Trotzdem scheint dich niemand zu erkennen. Trotzdem wurde dem Einen, der dir gerade wichtig ist, gesagt, du „ließest jeden ran“. Trotzdem wurdest du auf der letzten Party als Schlampe bezeichnet, weil du angeblich mit einem anderen Händchen gehalten hättest. Trotzdem nimmt dich keiner an die Hand und hilft dir einfach mal, in der Schule wieder den Anschluss zu finden. Trotzdem findest du nicht diese eine Freundin, von der du schon so lange träumst. Trotzdem macht sich niemand die Mühe, mal an deiner Oberfläche zu kratzen und zu gucken, was dahinter steckt.

 

Ich wünsche mir, dass die Menschen um dich herum nicht mehr nur die Fassade sehen, die ich so wunderschön finde.
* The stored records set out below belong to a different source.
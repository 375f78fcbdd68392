//! Security Testing Utilities
//!
//! Payload generators and fakes for exercising the gate from tests.
//!
//! # What This Module Provides
//!
//! - Attack payload generators (script, SQL, header injection, traversal)
//! - Credential probe pairs for login screening
//! - [`MemorySink`], an [`EventSink`] that records events for assertions
//! - [`ManualClock`], for driving lockout windows without sleeping
//!
//! Every payload here is caught by the signature catalog; none are clever
//! encodings that a literal matcher would miss.
//!
//! # Usage
//!
//! ```
//! use std::sync::Arc;
//! use portcullis::observability::SecurityEvent;
//! use portcullis::sanitize::InputClassifier;
//! use portcullis::testing::{sql_injection_payloads, MemorySink};
//!
//! let sink = Arc::new(MemorySink::new());
//! let classifier = InputClassifier::new(sink.clone());
//!
//! for payload in sql_injection_payloads() {
//!     assert!(classifier.sanitize_input(payload).blocked, "{payload}");
//! }
//! assert_eq!(sink.count(SecurityEvent::InjectionBlocked), sql_injection_payloads().len());
//! ```

use parking_lot::Mutex;

use crate::observability::{EventRecord, EventSink, SecurityEvent};

pub use crate::clock::ManualClock;

// ============================================================================
// Attack Payload Generators
// ============================================================================

/// Script injection payloads
pub fn xss_payloads() -> Vec<&'static str> {
    vec![
        // Script tags
        "<script>alert('xss')</script>",
        "<SCRIPT>alert(1)</SCRIPT>",
        "<scr<script>ipt>alert(1)</script>",

        // Event handlers
        "<img src=x onerror=alert(1)>",
        "<svg onload=alert(1)>",
        "<svg/onload=alert(1)>",
        "<body onload=alert('xss')>",
        "<div onmouseover=alert(1)>hover</div>",
        "<button onclick=steal()>",

        // Script URLs
        "<a href=\"javascript:alert(1)\">click</a>",
        "<a href='vbscript:msgbox(1)'>",

        // Embedded content
        "<iframe src=//evil.example>",
        "<object data=evil.swf>",
        "<embed src=evil.swf>",
    ]
}

/// SQL injection payloads
pub fn sql_injection_payloads() -> Vec<&'static str> {
    vec![
        // Tautologies
        "' OR '1'='1",
        "' OR '1'='1'--",
        "1' OR '1'='1",

        // Comment truncation
        "admin'--",
        "admin'/*",
        "1 /* comment */ OR 1=1",

        // Union-based
        "' UNION SELECT NULL--",
        "1 UNION SELECT username, password FROM users",

        // Stacked queries
        "'; DROP TABLE users;--",
        "1; drop table sessions",
        "'; DELETE FROM accounts;--",
        "'; INSERT INTO users VALUES('hacker','pw');--",
        "x'; UPDATE SET role='admin'--",
    ]
}

/// Mail header injection payloads
pub fn header_injection_payloads() -> Vec<&'static str> {
    vec![
        "user@example.com\r\nBcc: victim@example.com",
        "user@example.com\nCc: victim@example.com",
        "user@example.com%0d%0aBcc: victim@example.com",
        "To: victim@example.com",
        "From: ceo@example.com\r\n",
    ]
}

/// Directory traversal payloads
pub fn path_traversal_payloads() -> Vec<&'static str> {
    vec![
        "../",
        "../../etc/passwd",
        "..\\..\\boot.ini",
        "....//....//etc/passwd",
        "/etc/shadow",
        "C:\\Windows\\System32\\config\\SAM",
    ]
}

/// Username/password pairs that try to bypass a login form
pub fn credential_probe_payloads() -> Vec<(&'static str, &'static str)> {
    vec![
        ("admin' OR '1'='1' --", "anything"),
        ("admin", "' OR '1'='1' --"),
        ("../../../etc/passwd", "password"),
        ("admin\0", "password"),
        ("admin'--", "x\0"),
    ]
}

/// Common weak passwords for testing password policy
pub fn weak_passwords() -> Vec<&'static str> {
    vec![
        "password",
        "123456",
        "12345678",
        "qwerty",
        "abc123",
        "password1",
        "letmein",
        "welcome",
        "iloveyou",
        "trustno1",
    ]
}

// ============================================================================
// Recording Sink
// ============================================================================

/// An [`EventSink`] that keeps every event in memory.
#[derive(Debug, Default)]
pub struct MemorySink {
    records: Mutex<Vec<EventRecord>>,
}

impl MemorySink {
    /// Create an empty sink
    pub fn new() -> Self {
        Self::default()
    }

    /// All events so far, oldest first
    pub fn records(&self) -> Vec<EventRecord> {
        self.records.lock().clone()
    }

    /// Number of events of kind `event`
    pub fn count(&self, event: SecurityEvent) -> usize {
        self.records.lock().iter().filter(|r| r.event == event).count()
    }

    /// Most recent event
    pub fn last(&self) -> Option<EventRecord> {
        self.records.lock().last().cloned()
    }

    /// Total number of events
    pub fn len(&self) -> usize {
        self.records.lock().len()
    }

    /// True when nothing was emitted
    pub fn is_empty(&self) -> bool {
        self.records.lock().is_empty()
    }

    /// Forget recorded events
    pub fn clear(&self) {
        self.records.lock().clear();
    }
}

impl EventSink for MemorySink {
    fn emit(&self, record: &EventRecord) {
        self.records.lock().push(record.clone());
    }
}

// ============================================================================
// Tests
// ============================================================================

#[cfg(test)]
mod tests {
    use super::*;
    use crate::patterns::{matches, PatternCategory};

    #[test]
    fn test_payloads_hit_their_category() {
        for payload in xss_payloads() {
            assert!(matches(PatternCategory::Script, payload), "{payload}");
        }
        for payload in sql_injection_payloads() {
            assert!(matches(PatternCategory::SqlInjection, payload), "{payload}");
        }
        for payload in header_injection_payloads() {
            assert!(matches(PatternCategory::HeaderInjection, payload), "{payload:?}");
        }
        for payload in path_traversal_payloads() {
            assert!(matches(PatternCategory::PathTraversal, payload), "{payload}");
        }
    }

    #[test]
    fn test_memory_sink_records() {
        let sink = MemorySink::new();
        assert!(sink.is_empty());

        sink.emit(&EventRecord::new(SecurityEvent::UploadBlocked, "blocked"));
        sink.emit(&EventRecord::new(SecurityEvent::UploadAccepted, "ok"));

        assert_eq!(sink.len(), 2);
        assert_eq!(sink.count(SecurityEvent::UploadBlocked), 1);
        assert_eq!(sink.last().map(|r| r.event), Some(SecurityEvent::UploadAccepted));

        sink.clear();
        assert!(sink.is_empty());
    }
}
Vielleicht wirkst du unnahbar, selbstbewusst, unverletzbar, aufgedreht, lustig, nervig. Aber deine Haut ist so dünn, und ich weiß, dass du dich in den Pausen fragst, unter wie vielen Hosen die gleichen Narben und Schnitte zu sehen sind, wie bei dir. 

 

Ich weiß, dass du darauf bedacht bist, niemanden zu verletzen, und ich habe dich wirklich noch nie einfach „tratschen“ hören. Was du erzählst, hast du gesehen und wägst deine Worte vorsichtig im Mund, bevor du sie aussprichst. Jemanden nach seinem Äußeren zu beurteilen, käme dir nie in den Sinn. Außer, dass du über alle Mädchen immer nur sagst, sie wären so hübsch oder so nett. Du hast es mehr als alle anderen verdient, nicht die „Freundin von…“ zu sein, sondern du selbst!

 

Ich habe Netze gespannt und doppelte Böden gebaut. Ich habe versucht, dich zu stärken und dir Wege zu zeigen. Ich habe dein Lieblingsessen gekocht und dich getröstet. Ich habe zugehört und geredet. Ich habe Ratschläge gegeben und mich mit dir verliebt. Ich habe dich ins Bett gebracht und dich zugedeckt. Ich habe deine Haare im Schlaf gestreichelt, weil du oftmals nichtmal von mir berührt werden möchtest. Ich hatte mit dir Liebeskummer und Mordgelüste (die hatte natürlich nur ich – du hast wieder einmal alles verstanden). Alles, was du bislang erlebt hast, hat dich zu diesem tollen Menschen gemacht, der du bist. Ich wünsche dir von ganzem Herzen, dass du die Freundin findest, von der du mir vorhin erzählt hast. Ich wünsche dir mehr als alles andere, dass die Angst dich nicht immer begleiten möge, nicht gut genug oder eben nur die „Freundin von…“ zu sein. Ich wünsche mir, dass einer das Gold in deinem Inneren erkennt und um dich kämpft, und ich bin bereit, mich ohne jedes Vorurteil mit dir zusammen in ihn zu verlieben (und ihn umzubringen, wenn er es verbockt). 

 

Ich wünsche mir, dass du die Menschen findest, die die Mauern um dein weiches Herz einreißen und die niemals auch nur ansatzweise glauben würden, was andere über dich erzählen. Ich wünsche dir, dass die tollsten Menschen der Welt dein Herz erkennen und verstehen, dass sie es nicht leichtfertig zerstören dürfen, sondern es beschützen müssen. Ich wünsche mir für dein Leben Geborgenheit in Freundschaften und Liebe und die Erkenntnis und Geduld, dass du wie ein scheues Tier eine ganze Zeit brauchst, bis du eine Berührung zulassen kannst. Ich wünsche dir, dass du Gefühle zulassen kannst, obwohl es sein könnte, dass du enttäuscht und verletzt wirst. Ich wünsche dir, dass du den Schmerz, den du dir selbst zufügst nicht mehr brauchst, um dich zu fühlen, weil es genug Gefühle gibt, die dir keine Narben hinterlassen werden!